* TASK DETAILS
In the data below, find each line that contains the word "BillingSweep" and copy it.

* AVAILABLE DATA

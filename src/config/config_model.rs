use std::time::Duration;

use crate::application::usecases::billing_cycle::BillingConfig;
use crate::application::usecases::publish_scheduler::PublishConfig;

#[derive(Debug, Clone)]
pub struct DotEnvyConfig {
    pub database: Database,
    pub billing: BillingSweep,
    pub publishing: PublishSweep,
}

#[derive(Debug, Clone)]
pub struct Database {
    pub url: String,
}

#[derive(Debug, Clone)]
pub struct BillingSweep {
    pub interval_secs: u64,
    pub max_payment_attempts: u32,
    pub payment_retry_backoff_ms: u64,
}

impl BillingSweep {
    pub fn billing_config(&self) -> BillingConfig {
        BillingConfig {
            max_payment_attempts: self.max_payment_attempts,
            payment_retry_backoff: Duration::from_millis(self.payment_retry_backoff_ms),
        }
    }
}

#[derive(Debug, Clone)]
pub struct PublishSweep {
    pub interval_secs: u64,
    pub max_channel_attempts: u32,
    pub max_in_flight: usize,
}

impl PublishSweep {
    pub fn publish_config(&self) -> PublishConfig {
        PublishConfig {
            max_channel_attempts: self.max_channel_attempts,
            max_in_flight: self.max_in_flight,
        }
    }
}
pub mod config_loader;
pub mod config_model;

* RESPONSE
    pub billing: BillingSweep,
pub struct BillingSweep {
impl BillingSweep {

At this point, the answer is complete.